[What the task requires] So that the copy matches the original, write out every entry exactly.

[Records for processing]
Segment Open

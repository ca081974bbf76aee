// Configuration loader
// Loads settings from <work_dir>/config.toml, then the user config dir, then defaults

use anyhow::{Context, Result};
use std::fs;
use std::path::Path;
use tracing::{debug, info};

use super::constants::CONFIG_FILE_NAME;
use super::settings::Config;

/// Load configuration for a run rooted at `work_dir`.
///
/// Lookup order (first hit wins):
/// 1. `<work_dir>/config.toml` (per project)
/// 2. `<user config dir>/grace-ctx/config.toml`
/// 3. built-in defaults
pub fn load_config(work_dir: &Path) -> Result<Config> {
    let project_config = work_dir.join(CONFIG_FILE_NAME);
    if project_config.exists() {
        return load_config_from(&project_config, work_dir);
    }

    if let Some(user_dir) = dirs::config_dir() {
        let user_config = user_dir.join("grace-ctx").join(CONFIG_FILE_NAME);
        if user_config.exists() {
            return load_config_from(&user_config, work_dir);
        }
    }

    debug!("No config file found, using defaults");
    Ok(Config::with_work_dir(work_dir))
}

/// Parse a specific config file. A malformed file is a hard error.
pub fn load_config_from(path: &Path, work_dir: &Path) -> Result<Config> {
    let contents = fs::read_to_string(path)
        .with_context(|| format!("Failed to read config file: {}", path.display()))?;

    let mut config: Config = toml::from_str(&contents)
        .with_context(|| format!("Failed to parse config file: {}", path.display()))?;
    config.work_dir = work_dir.to_path_buf();

    info!("Loaded config from {}", path.display());
    Ok(config)
}
// XML context writer
//
// Arbitrary text (files, web pages, artifacts, mission) always goes into a
// CDATA block. A literal `]]>` inside such text would end the block early, so
// it is split across two adjacent CDATA sections. Characters XML 1.0 cannot
// carry at all (most C0 controls, U+FFFE, U+FFFF) become U+FFFD.

use std::borrow::Cow;
use std::io::{self, Write};

use quick_xml::escape::escape;

use super::Mode;

pub const ROOT_TAG: &str = "grace_context";

const INDENT: &str = "  ";

/// `Char ::= #x9 | #xA | #xD | [#x20-#xD7FF] | [#xE000-#xFFFD] | [#x10000-#x10FFFF]`
fn is_xml_char(c: char) -> bool {
    matches!(c,
        '\t' | '\n' | '\r'
        | '\u{20}'..='\u{D7FF}'
        | '\u{E000}'..='\u{FFFD}'
        | '\u{10000}'..='\u{10FFFF}')
}

/// Replace every character XML 1.0 forbids with U+FFFD.
pub fn sanitize_xml_chars(text: &str) -> Cow<'_, str> {
    if text.chars().all(is_xml_char) {
        return Cow::Borrowed(text);
    }
    Cow::Owned(
        text.chars()
            .map(|c| if is_xml_char(c) { c } else { char::REPLACEMENT_CHARACTER })
            .collect(),
    )
}

/// Neutralize every `]]>` so the text can sit inside `<![CDATA[ ... ]]>`.
pub fn escape_cdata(text: &str) -> String {
    sanitize_xml_chars(text).replace("]]>", "]]]]><![CDATA[>")
}

/// Escape a value for use inside a double-quoted attribute.
pub fn escape_attr(value: &str) -> String {
    escape(&*sanitize_xml_chars(value)).into_owned()
}

pub struct ContextWriter<W: Write> {
    out: W,
}

impl<W: Write> ContextWriter<W> {
    pub fn new(out: W) -> Self {
        Self { out }
    }

    pub fn open_root(&mut self, mode: Mode) -> io::Result<()> {
        writeln!(self.out, "<{} mode=\"{}\">", ROOT_TAG, mode)
    }

    /// Write trusted text as-is (instruction templates).
    pub fn raw(&mut self, text: &str) -> io::Result<()> {
        self.out.write_all(text.as_bytes())
    }

    pub fn open(&mut self, depth: usize, tag: &str, attrs: &[(&str, &str)]) -> io::Result<()> {
        writeln!(
            self.out,
            "\n{}<{}{}>",
            INDENT.repeat(depth),
            tag,
            format_attrs(attrs)
        )
    }

    pub fn close(&mut self, depth: usize, tag: &str) -> io::Result<()> {
        writeln!(self.out, "{}</{}>", INDENT.repeat(depth), tag)
    }

    /// `<tag attrs><![CDATA[\ncontent\n]]></tag>` with `content` escaped.
    pub fn cdata_block(
        &mut self,
        depth: usize,
        tag: &str,
        attrs: &[(&str, &str)],
        content: &str,
    ) -> io::Result<()> {
        writeln!(
            self.out,
            "{}<{}{}><![CDATA[\n{}\n]]></{}>",
            INDENT.repeat(depth),
            tag,
            format_attrs(attrs),
            escape_cdata(content),
            tag
        )
    }

    /// Close the root element, flush, and hand back the sink.
    pub fn finish(mut self) -> io::Result<W> {
        writeln!(self.out, "</{}>", ROOT_TAG)?;
        self.out.flush()?;
        Ok(self.out)
    }
}

fn format_attrs(attrs: &[(&str, &str)]) -> String {
    attrs
        .iter()
        .map(|(name, value)| format!(" {}=\"{}\"", name, escape_attr(value)))
        .collect()
}
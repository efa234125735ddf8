//! Brand repository trait.
//!
//! Defines the interface for brand read/write operations.

use super::model::{Brand, BrandAnalyticsReport, BrandUpdate, NewBrand};
use crate::analytics::TimeRange;
use crate::error::Result;

/// An abstract provider for brand records.
///
/// This trait defines the contract for reading and mutating brands,
/// decoupling the application's core logic from the specific backing store
/// (in-memory mock, database, remote API).
///
/// # Implementation Notes
///
/// Implementations should:
/// - Assign entity ids on `create`
/// - Map lookup misses to `BrandforgeError::NotFound`
/// - Surface transient failures as `BrandforgeError::Provider`
#[async_trait::async_trait]
pub trait BrandRepository: Send + Sync {
    /// Retrieves all brands.
    async fn list(&self) -> Result<Vec<Brand>>;

    /// Retrieves a brand by id.
    ///
    /// # Errors
    ///
    /// Returns `NotFound` if no brand has the given id.
    async fn get(&self, id: u64) -> Result<Brand>;

    /// Creates a brand and returns the stored record.
    async fn create(&self, brand: NewBrand) -> Result<Brand>;

    /// Applies a partial update and returns the stored record.
    ///
    /// # Errors
    ///
    /// Returns `NotFound` if no brand has the given id.
    async fn update(&self, id: u64, update: BrandUpdate) -> Result<Brand>;

    /// Deletes a brand.
    ///
    /// # Errors
    ///
    /// Returns `NotFound` if no brand has the given id.
    async fn delete(&self, id: u64) -> Result<()>;

    /// Builds the per-brand analytics report for a time range.
    ///
    /// # Errors
    ///
    /// Returns `NotFound` if no brand has the given id.
    async fn analytics(&self, id: u64, range: TimeRange) -> Result<BrandAnalyticsReport>;
}
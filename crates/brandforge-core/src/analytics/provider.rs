//! Analytics provider trait.

use super::model::{
    AnalyticsOverview, BrandPerformance, ChannelPerformance, CompetitorComparison,
    ContentPerformance, DemographicsBreakdown, TimeRange,
};
use crate::error::Result;

/// An abstract provider for analytics read models.
///
/// All operations are read-only; implementations generate or serve the data
/// from their own collections.
#[async_trait::async_trait]
pub trait AnalyticsProvider: Send + Sync {
    /// Headline numbers across all brands.
    async fn overview(&self) -> Result<AnalyticsOverview>;

    /// Daily metric series for the requested window.
    async fn brand_performance(&self, range: TimeRange) -> Result<BrandPerformance>;

    /// Your brand scored against the top competitor.
    async fn competitor_comparison(&self) -> Result<CompetitorComparison>;

    /// Audience demographic breakdown.
    async fn demographics(&self) -> Result<DemographicsBreakdown>;

    /// Per-channel funnel numbers.
    async fn channel_performance(&self) -> Result<Vec<ChannelPerformance>>;

    /// Per-content engagement numbers.
    async fn content_performance(&self) -> Result<Vec<ContentPerformance>>;
}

Segment Closed

[Response to the task]
repository ca081974bbf76aee
// Configuration loader
// Loads settings from <work_dir>/config.toml, then the user config dir, then defaults

use anyhow::{Context, Result};
use std::fs;
use std::path::Path;
use tracing::{debug, info};

use super::constants::CONFIG_FILE_NAME;
use super::settings::Config;

/// Load configuration for a run rooted at `work_dir`.
///
/// Lookup order (first hit wins):
/// 1. `<work_dir>/config.toml` (per project)
/// 2. `<user config dir>/grace-ctx/config.toml`
/// 3. built-in defaults
pub fn load_config(work_dir: &Path) -> Result<Config> {
    let project_config = work_dir.join(CONFIG_FILE_NAME);
    if project_config.exists() {
        return load_config_from(&project_config, work_dir);
    }

    if let Some(user_dir) = dirs::config_dir() {
        let user_config = user_dir.join("grace-ctx").join(CONFIG_FILE_NAME);
        if user_config.exists() {
            return load_config_from(&user_config, work_dir);
        }
    }

    debug!("No config file found, using defaults");
    Ok(Config::with_work_dir(work_dir))
}

/// Parse a specific config file. A malformed file is a hard error.
pub fn load_config_from(path: &Path, work_dir: &Path) -> Result<Config> {
    let contents = fs::read_to_string(path)
        .with_context(|| format!("Failed to read config file: {}", path.display()))?;

    let mut config: Config = toml::from_str(&contents)
        .with_context(|| format!("Failed to parse config file: {}", path.display()))?;
    config.work_dir = work_dir.to_path_buf();

    info!("Loaded config from {}", path.display());
    Ok(config)
}
// XML context writer
//
// Arbitrary text (files, web pages, artifacts, mission) always goes into a
// CDATA block. A literal `]]>` inside such text would end the block early, so
// it is split across two adjacent CDATA sections. Characters XML 1.0 cannot
// carry at all (most C0 controls, U+FFFE, U+FFFF) become U+FFFD.

use std::borrow::Cow;
use std::io::{self, Write};

use quick_xml::escape::escape;

use super::Mode;

pub const ROOT_TAG: &str = "grace_context";

const INDENT: &str = "  ";

/// `Char ::= #x9 | #xA | #xD | [#x20-#xD7FF] | [#xE000-#xFFFD] | [#x10000-#x10FFFF]`
fn is_xml_char(c: char) -> bool {
    matches!(c,
        '\t' | '\n' | '\r'
        | '\u{20}'..='\u{D7FF}'
        | '\u{E000}'..='\u{FFFD}'
        | '\u{10000}'..='\u{10FFFF}')
}

/// Replace every character XML 1.0 forbids with U+FFFD.
pub fn sanitize_xml_chars(text: &str) -> Cow<'_, str> {
    if text.chars().all(is_xml_char) {
        return Cow::Borrowed(text);
    }
    Cow::Owned(
        text.chars()
            .map(|c| if is_xml_char(c) { c } else { char::REPLACEMENT_CHARACTER })
            .collect(),
    )
}

/// Neutralize every `]]>` so the text can sit inside `<![CDATA[ ... ]]>`.
pub fn escape_cdata(text: &str) -> String {
    sanitize_xml_chars(text).replace("]]>", "]]]]><![CDATA[>")
}

/// Escape a value for use inside a double-quoted attribute.
pub fn escape_attr(value: &str) -> String {
    escape(&*sanitize_xml_chars(value)).into_owned()
}

pub struct ContextWriter<W: Write> {
    out: W,
}

impl<W: Write> ContextWriter<W> {
    pub fn new(out: W) -> Self {
        Self { out }
    }

    pub fn open_root(&mut self, mode: Mode) -> io::Result<()> {
        writeln!(self.out, "<{} mode=\"{}\">", ROOT_TAG, mode)
    }

    /// Write trusted text as-is (instruction templates).
    pub fn raw(&mut self, text: &str) -> io::Result<()> {
        self.out.write_all(text.as_bytes())
    }

    pub fn open(&mut self, depth: usize, tag: &str, attrs: &[(&str, &str)]) -> io::Result<()> {
        writeln!(
            self.out,
            "\n{}<{}{}>",
            INDENT.repeat(depth),
            tag,
            format_attrs(attrs)
        )
    }

    pub fn close(&mut self, depth: usize, tag: &str) -> io::Result<()> {
        writeln!(self.out, "{}</{}>", INDENT.repeat(depth), tag)
    }

    /// `<tag attrs><![CDATA[\ncontent\n]]></tag>` with `content` escaped.
    pub fn cdata_block(
        &mut self,
        depth: usize,
        tag: &str,
        attrs: &[(&str, &str)],
        content: &str,
    ) -> io::Result<()> {
        writeln!(
            self.out,
            "{}<{}{}><![CDATA[\n{}\n]]></{}>",
            INDENT.repeat(depth),
            tag,
            format_attrs(attrs),
            escape_cdata(content),
            tag
        )
    }

    /// Close the root element, flush, and hand back the sink.
    pub fn finish(mut self) -> io::Result<W> {
        writeln!(self.out, "</{}>", ROOT_TAG)?;
        self.out.flush()?;
        Ok(self.out)
    }
}

fn format_attrs(attrs: &[(&str, &str)]) -> String {
    attrs
        .iter()
        .map(|(name, value)| format!(" {}=\"{}\"", name, escape_attr(value)))
        .collect()
}
repository efa234125735ddf8
//! Brand repository trait.
//!
//! Defines the interface for brand read/write operations.

use super::model::{Brand, BrandAnalyticsReport, BrandUpdate, NewBrand};
use crate::analytics::TimeRange;
use crate::error::Result;

/// An abstract provider for brand records.
///
/// This trait defines the contract for reading and mutating brands,
/// decoupling the application's core logic from the specific backing store
/// (in-memory mock, database, remote API).
///
/// # Implementation Notes
///
/// Implementations should:
/// - Assign entity ids on `create`
/// - Map lookup misses to `BrandforgeError::NotFound`
/// - Surface transient failures as `BrandforgeError::Provider`
#[async_trait::async_trait]
pub trait BrandRepository: Send + Sync {
    /// Retrieves all brands.
    async fn list(&self) -> Result<Vec<Brand>>;

    /// Retrieves a brand by id.
    ///
    /// # Errors
    ///
    /// Returns `NotFound` if no brand has the given id.
    async fn get(&self, id: u64) -> Result<Brand>;

    /// Creates a brand and returns the stored record.
    async fn create(&self, brand: NewBrand) -> Result<Brand>;

    /// Applies a partial update and returns the stored record.
    ///
    /// # Errors
    ///
    /// Returns `NotFound` if no brand has the given id.
    async fn update(&self, id: u64, update: BrandUpdate) -> Result<Brand>;

    /// Deletes a brand.
    ///
    /// # Errors
    ///
    /// Returns `NotFound` if no brand has the given id.
    async fn delete(&self, id: u64) -> Result<()>;

    /// Builds the per-brand analytics report for a time range.
    ///
    /// # Errors
    ///
    /// Returns `NotFound` if no brand has the given id.
    async fn analytics(&self, id: u64, range: TimeRange) -> Result<BrandAnalyticsReport>;
}
filename crates/brandforge-core/src/analytics/provider.rs
//! Analytics provider trait.

use super::model::{
    AnalyticsOverview, BrandPerformance, ChannelPerformance, CompetitorComparison,
    ContentPerformance, DemographicsBreakdown, TimeRange,
};
use crate::error::Result;

/// An abstract provider for analytics read models.
///
/// All operations are read-only; implementations generate or serve the data
/// from their own collections.
#[async_trait::async_trait]
pub trait AnalyticsProvider: Send + Sync {
    /// Headline numbers across all brands.
    async fn overview(&self) -> Result<AnalyticsOverview>;

    /// Daily metric series for the requested window.
    async fn brand_performance(&self, range: TimeRange) -> Result<BrandPerformance>;

    /// Your brand scored against the top competitor.
    async fn competitor_comparison(&self) -> Result<CompetitorComparison>;

    /// Audience demographic breakdown.
    async fn demographics(&self) -> Result<DemographicsBreakdown>;

    /// Per-channel funnel numbers.
    async fn channel_performance(&self) -> Result<Vec<ChannelPerformance>>;

    /// Per-content engagement numbers.
    async fn content_performance(&self) -> Result<Vec<ContentPerformance>>;
}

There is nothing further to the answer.